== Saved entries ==
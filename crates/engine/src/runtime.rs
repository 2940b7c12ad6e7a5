// SPDX-License-Identifier: BUSL-1.1
// Copyright (c) 2026 Alfred Jean LLC

//! The runtime/supervisor: spawns the worker pool, watches heartbeats,
//! restarts stuck workers, and composes the health snapshot. See
//! SPEC_FULL.md §4.9.

use crate::channel::{BackpressurePolicy, EventChannel, BACKPRESSURE_THRESHOLD};
use crate::engine::DetectionEngine;
use crate::error::RuntimeError;
use crate::heartbeat::HeartbeatTable;
use crate::metrics::WorkerMetrics;
use crate::worker::Worker;
use hids_core::id::{IdGen, UuidIdGen};
use hids_core::{MetricsSnapshot, SessionId, SrcId, WorkerId};
use parking_lot::Mutex;
use serde::Serialize;
use std::collections::HashMap;
use std::sync::atomic::{AtomicBool, Ordering};
use std::sync::{Arc, OnceLock};
use std::time::Duration;
use tokio::task::JoinHandle;

/// Default worker pool size; overridden by `hids-daemon`'s config.
pub const DEFAULT_NUM_WORKERS: usize = 4;
const HEARTBEAT_INTERVAL: Duration = Duration::from_secs(5);
const STUCK_AFTER: Duration = Duration::from_secs(10); // 2 * HEARTBEAT_INTERVAL
const WORKER_RESTART_LIMIT: u32 = 3;

/// The composed health snapshot returned by [`Runtime::health_status`].
#[derive(Debug, Clone, Serialize)]
pub struct HealthStatus {
    pub session_id: String,
    pub backpressure_policy: BackpressurePolicy,
    pub workers_alive: usize,
    pub workers_total: usize,
    pub queue_size: usize,
    pub queue_pressure: f64,
    pub metrics: MetricsSnapshot,
    pub worker_efficiency: f64,
    pub recent_throughput_eps: f64,
    pub stagnation_detected: bool,
    pub health_score: u8,
}

/// Spawns and supervises the fixed-size worker pool that drains
/// [`EventChannel`] through the [`DetectionEngine`].
///
/// Constructed behind an `Arc` because the supervisor task it spawns in
/// [`Runtime::start`] needs to reach back into `self` to restart workers.
pub struct Runtime {
    session_id: SessionId,
    engine: Arc<dyn DetectionEngine>,
    channel: Arc<EventChannel>,
    metrics: Arc<WorkerMetrics>,
    heartbeats: Arc<HeartbeatTable>,
    shutdown: Arc<AtomicBool>,
    num_workers: usize,
    workers: Mutex<HashMap<WorkerId, JoinHandle<()>>>,
    restart_counts: Mutex<HashMap<WorkerId, u32>>,
    supervisor: Mutex<Option<JoinHandle<()>>>,
    started: AtomicBool,
}

impl Runtime {
    /// Construct an unstarted runtime. Warns (never fails) if `engine`
    /// declares itself not thread-safe, since this reference runtime does
    /// not implement the external serializer SPEC_FULL.md §5 describes
    /// as the alternative to an exclusive-lock engine.
    pub fn new(
        engine: Arc<dyn DetectionEngine>,
        num_workers: usize,
        policy: BackpressurePolicy,
    ) -> Self {
        if !engine.is_thread_safe() {
            tracing::warn!(
                target: "runtime",
                "engine reports is_thread_safe = false; this runtime has no external serializer for it"
            );
        }
        Self {
            session_id: SessionId::new(UuidIdGen.next()),
            engine,
            channel: Arc::new(EventChannel::new(policy)),
            metrics: Arc::new(WorkerMetrics::new()),
            heartbeats: Arc::new(HeartbeatTable::new()),
            shutdown: Arc::new(AtomicBool::new(false)),
            num_workers,
            workers: Mutex::new(HashMap::new()),
            restart_counts: Mutex::new(HashMap::new()),
            supervisor: Mutex::new(None),
            started: AtomicBool::new(false),
        }
    }

    pub fn session_id(&self) -> &SessionId {
        &self.session_id
    }

    /// Spawn `num_workers` worker tasks, each bound to a distinct
    /// [`WorkerId`], then spawn the supervisor. Errs with
    /// [`RuntimeError::AlreadyStarted`] on a second call.
    pub async fn start(self: &Arc<Self>) -> Result<(), RuntimeError> {
        if self.started.swap(true, Ordering::SeqCst) {
            return Err(RuntimeError::AlreadyStarted);
        }

        for i in 0..self.num_workers {
            self.spawn_worker(WorkerId::slot(i));
        }

        let supervisor_runtime = Arc::clone(self);
        let handle = tokio::spawn(async move { supervisor_runtime.supervisor_loop().await });
        *self.supervisor.lock() = Some(handle);

        tracing::info!(
            target: "runtime",
            session_id = %self.session_id,
            num_workers = self.num_workers,
            "runtime started",
        );
        Ok(())
    }

    fn spawn_worker(&self, id: WorkerId) {
        self.heartbeats.touch(&id);
        let worker = Worker::new(
            id.clone(),
            Arc::clone(&self.channel),
            Arc::clone(&self.engine),
            Arc::clone(&self.metrics),
            Arc::clone(&self.heartbeats),
            Arc::clone(&self.shutdown),
        );
        let handle = tokio::spawn(worker.run());
        self.workers.lock().insert(id, handle);
    }

    async fn supervisor_loop(self: Arc<Self>) {
        let mut interval = tokio::time::interval(HEARTBEAT_INTERVAL);
        loop {
            interval.tick().await;
            if self.shutdown.load(Ordering::Relaxed) {
                break;
            }
            let worker_ids: Vec<WorkerId> = self.workers.lock().keys().cloned().collect();
            for id in worker_ids {
                if self.heartbeats.is_stuck(&id, STUCK_AFTER) {
                    self.restart_worker(id);
                }
            }
        }
    }

    /// Restart a stuck worker, or abandon it once its restart counter
    /// exceeds [`WORKER_RESTART_LIMIT`].
    fn restart_worker(&self, id: WorkerId) {
        let count = {
            let mut counts = self.restart_counts.lock();
            let count = counts.entry(id.clone()).or_insert(0);
            *count += 1;
            *count
        };

        if count > WORKER_RESTART_LIMIT {
            tracing::error!(
                target: "runtime",
                "{}",
                RuntimeError::WorkerAbandoned(id.to_string()),
            );
            self.workers.lock().remove(&id);
            self.heartbeats.remove(&id);
            return;
        }

        tracing::warn!(
            target: "runtime",
            worker_id = %id,
            restart_count = count,
            "worker heartbeat stale, restarting",
        );
        if let Some(old) = self.workers.lock().remove(&id) {
            old.abort();
        }
        self.spawn_worker(id);
    }

    /// Enqueue `src`, applying the channel's configured backpressure
    /// policy. Returns whether the event was enqueued.
    pub async fn submit_event(&self, src: SrcId) -> bool {
        self.channel.submit(src).await
    }

    /// Raise shutdown, stop the supervisor, and join every worker with a
    /// per-worker `timeout`. Idempotent: once `started`, repeated calls
    /// are safe no-ops (the worker/supervisor maps are already drained).
    pub async fn stop(&self, timeout: Duration) -> Result<(), RuntimeError> {
        if !self.started.load(Ordering::SeqCst) {
            return Err(RuntimeError::NotStarted);
        }

        self.shutdown.store(true, Ordering::SeqCst);
        if let Some(handle) = self.supervisor.lock().take() {
            handle.abort();
        }

        let handles: Vec<(WorkerId, JoinHandle<()>)> = self.workers.lock().drain().collect();
        let mut any_timed_out = false;
        for (id, handle) in handles {
            if tokio::time::timeout(timeout, handle).await.is_err() {
                tracing::warn!(target: "runtime", worker_id = %id, "worker did not stop within timeout");
                any_timed_out = true;
            }
        }

        tracing::info!(target: "runtime", session_id = %self.session_id, "runtime stopped");
        if any_timed_out {
            Err(RuntimeError::StopTimedOut)
        } else {
            Ok(())
        }
    }

    /// Compose the health snapshot named in SPEC_FULL.md §4.9.
    pub fn health_status(&self) -> HealthStatus {
        let workers_total = self.num_workers;
        let workers_alive = self.workers.lock().len();
        let queue_size = self.channel.qsize();
        let threshold = BACKPRESSURE_THRESHOLD as f64;
        let queue_pressure = queue_size as f64 / threshold;

        let metrics = self.metrics.snapshot();
        let worker_efficiency = metrics.worker_efficiency();
        let recent_throughput_eps = metrics.recent_throughput_eps();
        let stagnation_detected =
            queue_size as f64 > 0.8 * threshold && recent_throughput_eps < 0.1;

        let mut health_score: i64 = 100;
        let missing_workers = workers_total.saturating_sub(workers_alive);
        health_score -= 20 * missing_workers as i64;
        if queue_size > BACKPRESSURE_THRESHOLD {
            health_score -= 30;
        } else if queue_size as f64 > 0.7 * threshold {
            health_score -= 10;
        }
        let failure_rate = metrics.failure_rate();
        if failure_rate > 0.2 {
            health_score -= 20;
        } else if failure_rate > 0.1 {
            health_score -= 10;
        }
        let health_score = health_score.clamp(0, 100) as u8;

        HealthStatus {
            session_id: self.session_id.to_string(),
            backpressure_policy: self.channel.policy(),
            workers_alive,
            workers_total,
            queue_size,
            queue_pressure,
            metrics,
            worker_efficiency,
            recent_throughput_eps,
            stagnation_detected,
            health_score,
        }
    }
}

/// Process-wide singleton gate over a single [`Runtime`] instance. The
/// "ready flag" SPEC_FULL.md §4.9 describes is realized here as holding
/// the guarding mutex for the full construct-and-maybe-start sequence:
/// a second caller arriving while the first is still starting simply
/// blocks on the same lock instead of polling a separate flag, which is
/// an equivalent observable outcome with less machinery.
pub struct RuntimeManager;

impl RuntimeManager {
    fn slot() -> &'static tokio::sync::Mutex<Option<Arc<Runtime>>> {
        static SLOT: OnceLock<tokio::sync::Mutex<Option<Arc<Runtime>>>> = OnceLock::new();
        SLOT.get_or_init(|| tokio::sync::Mutex::new(None))
    }

    /// Return the process-wide runtime, constructing (and optionally
    /// starting) it on the first call. Later callers receive the same
    /// `Arc`, regardless of the `engine`/`num_workers` they pass.
    pub async fn get_instance(
        engine: Arc<dyn DetectionEngine>,
        num_workers: usize,
        policy: BackpressurePolicy,
        auto_start: bool,
    ) -> Arc<Runtime> {
        let mut guard = Self::slot().lock().await;
        if let Some(existing) = guard.as_ref() {
            return Arc::clone(existing);
        }
        let runtime = Arc::new(Runtime::new(engine, num_workers, policy));
        if auto_start {
            if let Err(err) = runtime.start().await {
                tracing::error!(target: "runtime", error = %err, "failed to auto-start runtime");
            }
        }
        *guard = Some(Arc::clone(&runtime));
        runtime
    }

    /// Stop and forget the singleton instance, if any. Test-only: a
    /// long-running process never needs to forget its own runtime.
    #[cfg(any(test, feature = "test-support"))]
    pub async fn reset_instance() {
        let mut guard = Self::slot().lock().await;
        if let Some(runtime) = guard.take() {
            let _ = runtime.stop(Duration::from_secs(5)).await;
        }
    }
}

#[cfg(test)]
#[path = "runtime_tests.rs"]
mod tests;
// SPDX-License-Identifier: BUSL-1.1
// Copyright (c) 2026 Alfred Jean LLC

//! One detection worker: dequeue, score through the safe-call wrapper,
//! update metrics and heartbeat, report periodically.

use crate::channel::EventChannel;
use crate::engine::DetectionEngine;
use crate::error::EngineError;
use crate::heartbeat::HeartbeatTable;
use crate::metrics::WorkerMetrics;
use crate::safe_call::safe_call;
use hids_core::{FatalClassify, WorkerId};
use std::sync::atomic::{AtomicBool, Ordering};
use std::sync::Arc;
use std::time::{Duration, Instant};

const DEQUEUE_TIMEOUT: Duration = Duration::from_secs(1);
const REPORT_INTERVAL: Duration = Duration::from_secs(60);
const BACKPRESSURE_CHECK_INTERVAL: Duration = Duration::from_secs(10);

pub struct Worker {
    pub id: WorkerId,
    channel: Arc<EventChannel>,
    engine: Arc<dyn DetectionEngine>,
    metrics: Arc<WorkerMetrics>,
    heartbeats: Arc<HeartbeatTable>,
    shutdown: Arc<AtomicBool>,
}

impl Worker {
    pub fn new(
        id: WorkerId,
        channel: Arc<EventChannel>,
        engine: Arc<dyn DetectionEngine>,
        metrics: Arc<WorkerMetrics>,
        heartbeats: Arc<HeartbeatTable>,
        shutdown: Arc<AtomicBool>,
    ) -> Self {
        Self {
            id,
            channel,
            engine,
            metrics,
            heartbeats,
            shutdown,
        }
    }

    pub async fn run(self) {
        tracing::info!(target: "runtime", worker_id = %self.id, "detection worker started");

        let mut last_report = Instant::now();
        let mut last_backpressure_check = Instant::now();
        let mut backpressure_warning_active = false;

        while !self.shutdown.load(Ordering::Relaxed) {
            match self.channel.recv_timeout(DEQUEUE_TIMEOUT).await {
                None => {}
                Some(src) => {
                    if src.as_str().is_empty() {
                        tracing::warn!(target: "runtime", worker_id = %self.id, "skipping empty sentinel event");
                    } else {
                        let t0 = Instant::now();
                        let result: Result<(), EngineError> = safe_call(
                            "process_failed_login",
                            src.as_str(),
                            (),
                            || self.engine.process_failed_login(&src),
                        );
                        let success = result.is_ok();
                        if let Err(err) = &result {
                            if err.is_fatal() {
                                tracing::error!(target: "runtime", worker_id = %self.id, error = %err, "fatal error observed, raising shutdown");
                                self.shutdown.store(true, Ordering::Relaxed);
                                break;
                            }
                        }
                        let elapsed = t0.elapsed().as_secs_f64();
                        self.metrics.record(success, elapsed);
                        self.heartbeats.touch(&self.id);
                    }
                }
            }

            let now = Instant::now();

            if now.duration_since(last_report) >= REPORT_INTERVAL {
                let snapshot = self.metrics.snapshot();
                tracing::info!(
                    target: "runtime",
                    worker_id = %self.id,
                    total_processed = snapshot.total_processed,
                    success_count = snapshot.success_count,
                    failure_count = snapshot.failure_count,
                    ewma_processing_time = snapshot.ewma_processing_time.unwrap_or(0.0),
                    "periodic worker summary",
                );
                last_report = now;
            }

            if now.duration_since(last_backpressure_check) >= BACKPRESSURE_CHECK_INTERVAL {
                let qsize = self.channel.qsize();
                if qsize > crate::channel::BACKPRESSURE_THRESHOLD {
                    if !backpressure_warning_active {
                        tracing::warn!(target: "runtime", worker_id = %self.id, qsize, "backpressure detected");
                        backpressure_warning_active = true;
                    }
                } else if backpressure_warning_active {
                    tracing::info!(target: "runtime", worker_id = %self.id, qsize, "backpressure resolved");
                    backpressure_warning_active = false;
                }
                last_backpressure_check = now;
            }
        }

        let snapshot = self.metrics.snapshot();
        tracing::info!(
            target: "runtime",
            worker_id = %self.id,
            total_processed = snapshot.total_processed,
            success_count = snapshot.success_count,
            failure_count = snapshot.failure_count,
            "detection worker stopped",
        );
    }
}

#[cfg(test)]
#[path = "worker_tests.rs"]
mod tests;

== The task ==
Your answer must consist solely of the lines above between the line holding "still starting simply" and the line holding "Arc::new(Runtime::new(engine, num_workers, policy));", inclusive, copied exactly.

== Written solution ==
/// a second caller arriving while the first is still starting simply
/// blocks on the same lock instead of polling a separate flag, which is
/// an equivalent observable outcome with less machinery.
pub struct RuntimeManager;

impl RuntimeManager {
    fn slot() -> &'static tokio::sync::Mutex<Option<Arc<Runtime>>> {
        static SLOT: OnceLock<tokio::sync::Mutex<Option<Arc<Runtime>>>> = OnceLock::new();
        SLOT.get_or_init(|| tokio::sync::Mutex::new(None))
    }

    /// Return the process-wide runtime, constructing (and optionally
    /// starting) it on the first call. Later callers receive the same
    /// `Arc`, regardless of the `engine`/`num_workers` they pass.
    pub async fn get_instance(
        engine: Arc<dyn DetectionEngine>,
        num_workers: usize,
        policy: BackpressurePolicy,
        auto_start: bool,
    ) -> Arc<Runtime> {
        let mut guard = Self::slot().lock().await;
        if let Some(existing) = guard.as_ref() {
            return Arc::clone(existing);
        }
        let runtime = Arc::new(Runtime::new(engine, num_workers, policy));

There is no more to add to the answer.